Com todo o cuidado do mundo, tiro uma foto antiga e desgastada de lá. A foto, assim como o envelope, estava amarelada, mas nela era possível ver uma mulher de aproximadamente vinte anos com um bebê no colo e uma criança mais abaixo dela na foto.
— É uma foto. — Não entendo muito bem sobre como essa foto explicaria as coisas que estavam acontecendo.
— Olhe bem, querida. — Tento puxar na minha memória qualquer pessoa relacionada com essas três pessoas na imagem, e arregalo meus olhos quando finalmente entendo quem estava ali.
— Essa daqui é a minha avó materna? — Perguntei incrédula enquanto aproximava a foto para mais perto dos meus olhos.
— Sim… E o bebê que está no colo dela é sua tia. — Sinto um arrepio no meu corpo.
— Como assim? Minha avó... Teve outro filho antes da minha mãe? — A questiono. — Como nunca soube sobre isso?
— Porque ninguém sabia. — A ouço suspirar. — Aparentemente sua avó apagou tudo que pudesse conectá-la a uma filha fora do casamento.
— Aí que está, minha avó não seria burra em deixar qualquer coisa relacionada a uma filha fora do casamento. — Minha mente começa a trabalhar, tentando conectar qualquer coisa que pudesse indicar uma tia que eu não sabia da existência.
— É porque existem coisas que não são apagadas propositalmente. — Ela segura minha mãe. — Eu confirmei sobre a identidade da sua avó com uma ajudinha de %Hyunjin%…
— O que isso quer dizer? — Pergunto.
— Ela manipulou todo mundo. — Sinto o ambiente esquentando e de repente parece que me falta ar. — Sua avó, antes de entrar na Ordem, antes de se casar com seu avô, vivia em uma cidade pequena, ela já era caçadora, então se apaixonou e se casou, no entanto…
— O que aconteceu? — Minha voz se eleva um pouco.
— Ela descobriu que o marido era um transmorfo. — Sinto como se o mundo estivesse se abrindo aos meus pés, pois eu já imaginava onde minha avó chegaria com essa informação. — Sua avó materna mandou matar o marido e a filha. — Fecho meus olhos.
— E quem não morreu? — Engulo em seco.
— Sua tia… — Rapidamente as peças que faltavam se juntam.
— O ataque que meus pais fizeram naquele vilarejo tinha algo a ver com ela? — Fecho minhas mãos em punho, tentando inutilmente me acalmar.
— Sim… Sua avó mandou a própria filha para matar a filha mais velha. — Essa notícia apenas mostrou do que minha avó era capaz.

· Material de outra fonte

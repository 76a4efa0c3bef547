//! Queries: read-only questions answered by the worker thread

use std::path::PathBuf;

use bitflags::bitflags;

use crate::collision::{Ray, ShapeId};
use crate::foundation::math::Vec3;
use crate::system::result::ResultKind;

bitflags! {
    /// What a debug render query should draw
    #[derive(Clone, Copy, Debug, Default, PartialEq, Eq, Hash)]
    pub struct DrawFlags: u32 {
        /// Shape wireframes in each shape's debug color
        const SHAPES      = 1 << 0;
        /// World bounding boxes of shapes, in the inverse of the debug color
        const SHAPE_BOXES = 1 << 1;
        /// Every node of the bounding volume tree
        const AABB_TREE   = 1 << 2;
    }
}

/// A question about the collision world
#[derive(Debug, Clone, PartialEq)]
pub enum Query {
    /// Nearest shape hit by a ray
    RayCast {
        /// World-space ray
        ray: Ray,
        /// Farthest accepted hit; `None` uses the configured default
        max_distance: Option<f32>,
        /// Only shapes sharing a bit with this mask are hit (0 matches all)
        user_flags_mask: u64,
    },
    /// Every shape overlapping the given one
    Collision {
        /// Shape being tested
        shape_id: ShapeId,
        /// Only shapes sharing a bit with this mask are reported (0 matches all)
        user_flags_mask: u64,
    },
    /// Whether a shape lies inside the world bounds
    ShapeInBounds {
        /// Shape to check
        shape_id: ShapeId,
    },
    /// A shape's current transform
    ObjectToWorld {
        /// Shape to look up
        shape_id: ShapeId,
    },
    /// Shape and tree statistics
    Stats,
    /// Worker timings and counters
    ProfileStats,
    /// Line list for debug drawing
    DebugRender {
        /// What to draw
        draw_flags: DrawFlags,
    },
    /// Write every shape to a new file, as seen after this tick's commands
    File {
        /// Destination; must not exist
        path: PathBuf,
    },
    /// First shape straight below a point
    NearestGround {
        /// Where to look down from
        point: Vec3,
        /// How far down to look
        max_distance: f32,
        /// Only shapes sharing a bit with this mask count as ground (0 matches all)
        user_flags_mask: u64,
    },
}

impl Query {
    /// Ray cast against every shape, up to the configured distance
    pub fn ray_cast(ray: Ray) -> Self {
        Self::RayCast {
            ray,
            max_distance: None,
            user_flags_mask: 0,
        }
    }

    /// Collision query against every shape
    pub fn collision(shape_id: ShapeId) -> Self {
        Self::Collision {
            shape_id,
            user_flags_mask: 0,
        }
    }

    /// Short name for logs
    pub fn name(&self) -> &'static str {
        match self {
            Self::RayCast { .. } => "RayCast",
            Self::Collision { .. } => "Collision",
            Self::ShapeInBounds { .. } => "ShapeInBounds",
            Self::ObjectToWorld { .. } => "ObjectToWorld",
            Self::Stats => "Stats",
            Self::ProfileStats => "ProfileStats",
            Self::DebugRender { .. } => "DebugRender",
            Self::File { .. } => "File",
            Self::NearestGround { .. } => "NearestGround",
        }
    }

    /// Kind of result this query produces
    pub fn result_kind(&self) -> ResultKind {
        match self {
            Self::RayCast { .. } => ResultKind::RayCast,
            Self::Collision { .. } => ResultKind::Collision,
            Self::ShapeInBounds { .. } => ResultKind::Bool,
            Self::ObjectToWorld { .. } => ResultKind::Transform,
            Self::Stats => ResultKind::Stats,
            Self::ProfileStats => ResultKind::ProfileStats,
            Self::DebugRender { .. } => ResultKind::DebugRender,
            Self::File { .. } => ResultKind::File,
            Self::NearestGround { .. } => ResultKind::NearestGround,
        }
    }
}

— Meus pais foram até lá juntos de outros caçadores com um pretexto, e no fim muitas vidas foram ceifadas porque minha avó não queria que descobrissem uma filha… — Lágrimas escorrem dos meus olhos.
— Não só isso. Ela queria evitar uma possível retaliação.

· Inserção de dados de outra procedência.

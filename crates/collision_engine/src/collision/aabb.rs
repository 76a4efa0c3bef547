//! Axis-aligned bounding boxes
//!
//! Based on Game Engine Architecture 3rd Edition, Section 13.3.4.2:
//! "An axis-aligned bounding box (AABB) is a rectangular volume whose faces
//! are parallel to the axes of the coordinate system."

use crate::collision::ray::Ray;
use crate::foundation::math::Vec3;
use serde::{Deserialize, Serialize};

/// Axis-aligned bounding box in world space
#[derive(Debug, Clone, Copy, PartialEq, Serialize, Deserialize)]
pub struct Aabb {
    /// Minimum corner of the bounding box
    pub min: Vec3,
    /// Maximum corner of the bounding box
    pub max: Vec3,
}

impl Aabb {
    /// Create a new AABB from min and max points
    pub fn new(min: Vec3, max: Vec3) -> Self {
        Self { min, max }
    }

    /// Create an AABB centered at a point with given extents
    pub fn from_center_extents(center: Vec3, extents: Vec3) -> Self {
        Self {
            min: center - extents,
            max: center + extents,
        }
    }

    /// Smallest box containing every point, `None` for an empty iterator
    pub fn from_points<'a>(points: impl IntoIterator<Item = &'a Vec3>) -> Option<Self> {
        let mut points = points.into_iter();
        let first = *points.next()?;
        Some(points.fold(Self::new(first, first), |aabb, p| aabb.expanded_to(p)))
    }

    /// Get the center of the AABB
    pub fn center(&self) -> Vec3 {
        (self.min + self.max) * 0.5
    }

    /// Get the extents (half-size) of the AABB
    pub fn extents(&self) -> Vec3 {
        (self.max - self.min) * 0.5
    }

    /// Full edge lengths
    pub fn size(&self) -> Vec3 {
        self.max - self.min
    }

    /// True when min <= max on every axis and all components are finite
    pub fn is_valid(&self) -> bool {
        self.min.iter().chain(self.max.iter()).all(|c| c.is_finite())
            && self.min.x <= self.max.x
            && self.min.y <= self.max.y
            && self.min.z <= self.max.z
    }

    /// Check if this AABB contains a point
    pub fn contains_point(&self, point: &Vec3) -> bool {
        point.x >= self.min.x && point.x <= self.max.x &&
        point.y >= self.min.y && point.y <= self.max.y &&
        point.z >= self.min.z && point.z <= self.max.z
    }

    /// Check if this AABB fully contains another
    pub fn contains(&self, other: &Self) -> bool {
        self.min.x <= other.min.x && self.max.x >= other.max.x &&
        self.min.y <= other.min.y && self.max.y >= other.max.y &&
        self.min.z <= other.min.z && self.max.z >= other.max.z
    }

    /// Check if this AABB intersects another AABB
    pub fn intersects(&self, other: &Self) -> bool {
        self.min.x <= other.max.x && self.max.x >= other.min.x &&
        self.min.y <= other.max.y && self.max.y >= other.min.y &&
        self.min.z <= other.max.z && self.max.z >= other.min.z
    }

    /// Smallest box containing both boxes
    pub fn union(&self, other: &Self) -> Self {
        Self {
            min: self.min.inf(&other.min),
            max: self.max.sup(&other.max),
        }
    }

    /// Grow the box so it contains `point`
    pub fn expanded_to(&self, point: &Vec3) -> Self {
        Self {
            min: self.min.inf(point),
            max: self.max.sup(point),
        }
    }

    /// Grow the box by `margin` on every side
    pub fn expanded(&self, margin: f32) -> Self {
        let m = Vec3::repeat(margin);
        Self {
            min: self.min - m,
            max: self.max + m,
        }
    }

    /// Surface area, the cost metric used when inserting into the BVH
    pub fn surface_area(&self) -> f32 {
        let d = self.size();
        2.0 * (d.x * d.y + d.y * d.z + d.z * d.x)
    }

    /// Enclosed volume
    pub fn volume(&self) -> f32 {
        let d = self.size();
        d.x * d.y * d.z
    }

    /// The eight corner points
    pub fn corners(&self) -> [Vec3; 8] {
        let (a, b) = (self.min, self.max);
        [
            Vec3::new(a.x, a.y, a.z),
            Vec3::new(b.x, a.y, a.z),
            Vec3::new(b.x, b.y, a.z),
            Vec3::new(a.x, b.y, a.z),
            Vec3::new(a.x, a.y, b.z),
            Vec3::new(b.x, a.y, b.z),
            Vec3::new(b.x, b.y, b.z),
            Vec3::new(a.x, b.y, b.z),
        ]
    }

    /// Closest point inside the box to `point`
    pub fn closest_point(&self, point: &Vec3) -> Vec3 {
        point.sup(&self.min).inf(&self.max)
    }

    /// Test ray intersection with this AABB using slab method
    ///
    /// Returns the distance along the ray to the entry point if the ray
    /// intersects (0 when the origin is inside), `None` otherwise.
    /// Based on "An Efficient and Robust Ray–Box Intersection Algorithm"
    pub fn intersect_ray(&self, ray: &Ray) -> Option<f32> {
        let mut tmin = f32::NEG_INFINITY;
        let mut tmax = f32::INFINITY;
        for axis in 0..3 {
            if ray.direction[axis] == 0.0 {
                // Parallel to this slab: either always inside or never
                if ray.origin[axis] < self.min[axis] || ray.origin[axis] > self.max[axis] {
                    return None;
                }
                continue;
            }
            let inv_dir = 1.0 / ray.direction[axis];
            let t1 = (self.min[axis] - ray.origin[axis]) * inv_dir;
            let t2 = (self.max[axis] - ray.origin[axis]) * inv_dir;
            tmin = tmin.max(t1.min(t2));
            tmax = tmax.min(t1.max(t2));
        }

        // Ray intersects if tmax >= tmin and tmax >= 0
        if tmax >= tmin && tmax >= 0.0 {
            Some(tmin.max(0.0))
        } else {
            None
        }
    }
}

#[cfg(test)]
mod tests {
    use super::*;
    use approx::assert_relative_eq;

    fn unit_box() -> Aabb {
        Aabb::new(Vec3::new(-1.0, -1.0, -1.0), Vec3::new(1.0, 1.0, 1.0))
    }

    #[test]
    fn test_aabb_containment_and_intersection() {
        let outer = unit_box();
        let inner = Aabb::from_center_extents(Vec3::zeros(), Vec3::repeat(0.5));
        let apart = Aabb::from_center_extents(Vec3::new(5.0, 0.0, 0.0), Vec3::repeat(0.5));

        assert!(outer.contains(&inner));
        assert!(!inner.contains(&outer));
        assert!(outer.intersects(&inner));
        assert!(!outer.intersects(&apart));
        assert!(outer.contains_point(&Vec3::new(1.0, 0.0, 0.0)));
    }

    #[test]
    fn test_aabb_union_and_surface_area() {
        let a = Aabb::new(Vec3::zeros(), Vec3::new(1.0, 1.0, 1.0));
        let b = Aabb::new(Vec3::new(2.0, 0.0, 0.0), Vec3::new(3.0, 1.0, 1.0));
        let u = a.union(&b);

        assert_eq!(u.min, Vec3::zeros());
        assert_eq!(u.max, Vec3::new(3.0, 1.0, 1.0));
        assert_relative_eq!(a.surface_area(), 6.0);
        assert_relative_eq!(u.volume(), 3.0);
    }

    #[test]
    fn test_aabb_from_points() {
        let points = [Vec3::new(1.0, -2.0, 0.0), Vec3::new(-1.0, 3.0, 4.0)];
        let aabb = Aabb::from_points(points.iter()).expect("non-empty");
        assert_eq!(aabb.min, Vec3::new(-1.0, -2.0, 0.0));
        assert_eq!(aabb.max, Vec3::new(1.0, 3.0, 4.0));
        assert!(Aabb::from_points(std::iter::empty()).is_none());
    }

    #[test]
    fn test_aabb_ray_intersection() {
        let aabb = unit_box();

        let hit = Ray::new(Vec3::new(0.0, 0.0, 10.0), Vec3::new(0.0, 0.0, -1.0));
        assert_relative_eq!(aabb.intersect_ray(&hit).expect("hit"), 9.0);

        let miss = Ray::new(Vec3::new(5.0, 0.0, 10.0), Vec3::new(0.0, 0.0, -1.0));
        assert!(aabb.intersect_ray(&miss).is_none());

        let behind = Ray::new(Vec3::new(0.0, 0.0, 10.0), Vec3::new(0.0, 0.0, 1.0));
        assert!(aabb.intersect_ray(&behind).is_none());

        let inside = Ray::new(Vec3::zeros(), Vec3::new(1.0, 0.0, 0.0));
        assert_eq!(aabb.intersect_ray(&inside), Some(0.0));
    }

    #[test]
    fn test_aabb_validity() {
        assert!(unit_box().is_valid());
        assert!(!Aabb::new(Vec3::new(1.0, 0.0, 0.0), Vec3::zeros()).is_valid());
        assert!(!Aabb::new(Vec3::zeros(), Vec3::new(f32::NAN, 0.0, 0.0)).is_valid());
    }
}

— Por isso as mortes… Muitos estavam ligados à Ordem, mas isso não explica um lobo ter morrido. — Tento conectar uma morte à outra, mas mesmo assim não fazia sentido. Uma coisa era uma retaliação aos caçadores que tiraram a vida de tantos, outra era matar uma inocente.
— Existem coisas que você não sabe sobre o submundo e sobre a Ordem. — Minha avó sorri.
— E o que eu não saberia?
— Antes do seu avô morrer, a Ordem era uma só. — Semicerrei meus olhos. — Ela era uma Ordem formada por caçadores, lobos, vampiros, bruxos, fadas… Era lindo. No entanto, quando seu avô morreu e sua avó assumiu a liderança, todos foram caçados, mortos…

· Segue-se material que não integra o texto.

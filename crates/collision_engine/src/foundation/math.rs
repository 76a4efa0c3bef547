//! Math utilities and types
//!
//! Provides the fundamental math types used by shapes, the bounding volume
//! hierarchy and the narrow phase. Everything is `f32`, matching the rest of
//! the engine.

pub use nalgebra::{
    Vector3, Vector4,
    Matrix3, Matrix4,
    Quaternion,
    Unit,
};
use serde::{Deserialize, Serialize};

/// 3D vector type
pub type Vec3 = Vector3<f32>;

/// 4D vector type
pub type Vec4 = Vector4<f32>;

/// 3x3 matrix type
pub type Mat3 = Matrix3<f32>;

/// 4x4 matrix type
pub type Mat4 = Matrix4<f32>;

/// 3D point type
pub type Point3 = nalgebra::Point3<f32>;

/// Quaternion type for rotations
pub type Quat = Unit<Quaternion<f32>>;

/// Tolerance used by geometric predicates throughout the collision code
pub const EPSILON: f32 = 1e-6;

/// Rigid object-to-world transform: a rotation followed by a translation
///
/// Collision shapes never carry scale; sizes live in the shape geometry so
/// that the inverse is always cheap and exact.
#[derive(Debug, Clone, Copy, PartialEq, Serialize, Deserialize)]
pub struct RigidTransform {
    /// Rotation quaternion
    pub rotation: Quat,

    /// Translation in world space
    pub translation: Vec3,
}

impl Default for RigidTransform {
    fn default() -> Self {
        Self {
            rotation: Quat::identity(),
            translation: Vec3::zeros(),
        }
    }
}

impl RigidTransform {
    /// Create a new identity transform
    pub fn identity() -> Self {
        Self::default()
    }

    /// Create a transform with only a translation
    pub fn from_translation(translation: Vec3) -> Self {
        Self {
            translation,
            ..Default::default()
        }
    }

    /// Create a transform with rotation and translation
    pub fn from_rotation_translation(rotation: Quat, translation: Vec3) -> Self {
        Self { rotation, translation }
    }

    /// Convert to a homogeneous transformation matrix
    pub fn to_matrix(&self) -> Mat4 {
        Mat4::new_translation(&self.translation) * self.rotation.to_homogeneous()
    }

    /// Apply this transform to a point
    pub fn transform_point(&self, point: &Vec3) -> Vec3 {
        self.rotation * point + self.translation
    }

    /// Apply this transform to a direction (translation is ignored)
    pub fn transform_vector(&self, vector: &Vec3) -> Vec3 {
        self.rotation * vector
    }

    /// Combine two transforms; the result applies `other` first, then `self`
    pub fn combine(&self, other: &Self) -> Self {
        Self {
            rotation: self.rotation * other.rotation,
            translation: self.rotation * other.translation + self.translation,
        }
    }

    /// Get the inverse transform
    pub fn inverse(&self) -> Self {
        let inv_rotation = self.rotation.inverse();
        Self {
            rotation: inv_rotation,
            translation: inv_rotation * (-self.translation),
        }
    }

    /// True if every component is finite
    pub fn is_valid(&self) -> bool {
        self.translation.iter().all(|c| c.is_finite())
            && self.rotation.coords.iter().all(|c| c.is_finite())
    }
}

/// Math constants
pub mod constants {
    /// Pi constant
    pub const PI: f32 = std::f32::consts::PI;

    /// 2 * Pi
    pub const TAU: f32 = 2.0 * PI;

    /// Pi / 2
    pub const HALF_PI: f32 = PI * 0.5;
}

/// Math utility functions
pub mod utils {
    use super::{Vec3, EPSILON};

    /// True if every component of the vector is finite
    pub fn is_finite(v: &Vec3) -> bool {
        v.iter().all(|c| c.is_finite())
    }

    /// Normalize a vector, or return `None` when it is (nearly) zero length
    pub fn try_normalize(v: &Vec3) -> Option<Vec3> {
        v.try_normalize(EPSILON)
    }

    /// Any unit vector perpendicular to `v`
    pub fn any_perpendicular(v: &Vec3) -> Vec3 {
        let axis = if v.x.abs() < 0.577 {
            Vec3::x()
        } else if v.y.abs() < 0.577 {
            Vec3::y()
        } else {
            Vec3::z()
        };
        v.cross(&axis).try_normalize(EPSILON).unwrap_or_else(Vec3::x)
    }

    /// Linear interpolation between two points
    pub fn lerp(a: &Vec3, b: &Vec3, t: f32) -> Vec3 {
        a + (b - a) * t
    }
}

#[cfg(test)]
mod tests {
    use super::*;
    use approx::assert_relative_eq;

    #[test]
    fn test_rigid_transform_inverse_round_trip() {
        let transform = RigidTransform::from_rotation_translation(
            Quat::from_axis_angle(&Vec3::y_axis(), constants::HALF_PI),
            Vec3::new(1.0, 2.0, 3.0),
        );
        let point = Vec3::new(4.0, -1.0, 0.5);

        let world = transform.transform_point(&point);
        let back = transform.inverse().transform_point(&world);

        assert_relative_eq!(back, point, epsilon = 1e-5);
    }

    #[test]
    fn test_rigid_transform_combine_matches_matrix() {
        let a = RigidTransform::from_rotation_translation(
            Quat::from_axis_angle(&Vec3::z_axis(), 0.3),
            Vec3::new(1.0, 0.0, 0.0),
        );
        let b = RigidTransform::from_translation(Vec3::new(0.0, 2.0, 0.0));
        let point = Vec3::new(1.0, 1.0, 1.0);

        let combined = a.combine(&b).transform_point(&point);
        let via_matrix = (a.to_matrix() * b.to_matrix())
            .transform_point(&Point3::from(point))
            .coords;

        assert_relative_eq!(combined, via_matrix, epsilon = 1e-5);
    }

    #[test]
    fn test_invalid_transform_detected() {
        let transform = RigidTransform::from_translation(Vec3::new(f32::NAN, 0.0, 0.0));
        assert!(!transform.is_valid());
        assert!(RigidTransform::identity().is_valid());
    }

    #[test]
    fn test_any_perpendicular_is_orthogonal() {
        for v in [Vec3::x(), Vec3::y(), Vec3::z(), Vec3::new(1.0, 1.0, 1.0).normalize()] {
            let p = utils::any_perpendicular(&v);
            assert!(p.dot(&v).abs() < 1e-5);
            assert_relative_eq!(p.norm(), 1.0, epsilon = 1e-5);
        }
    }
}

— Mesmo assim, por que um transmorfo iria atrás de um lobo? — Perguntei.
— Para criar o caos no seu grupo. — Arregalo meus olhos.
— Você quer dizer que isso foi uma morte proposital?
— Sabemos que é a minha tia por trás disso tudo? — Eu precisava de confirmações.
— Nunca foi descoberto se sua tia morreu ou não no ataque que seus pais fizeram anos atrás, porém, é alguém motivado contra a sua família materna.
— Então isso quer dizer que eu sou um alvo. — Falo com determinação.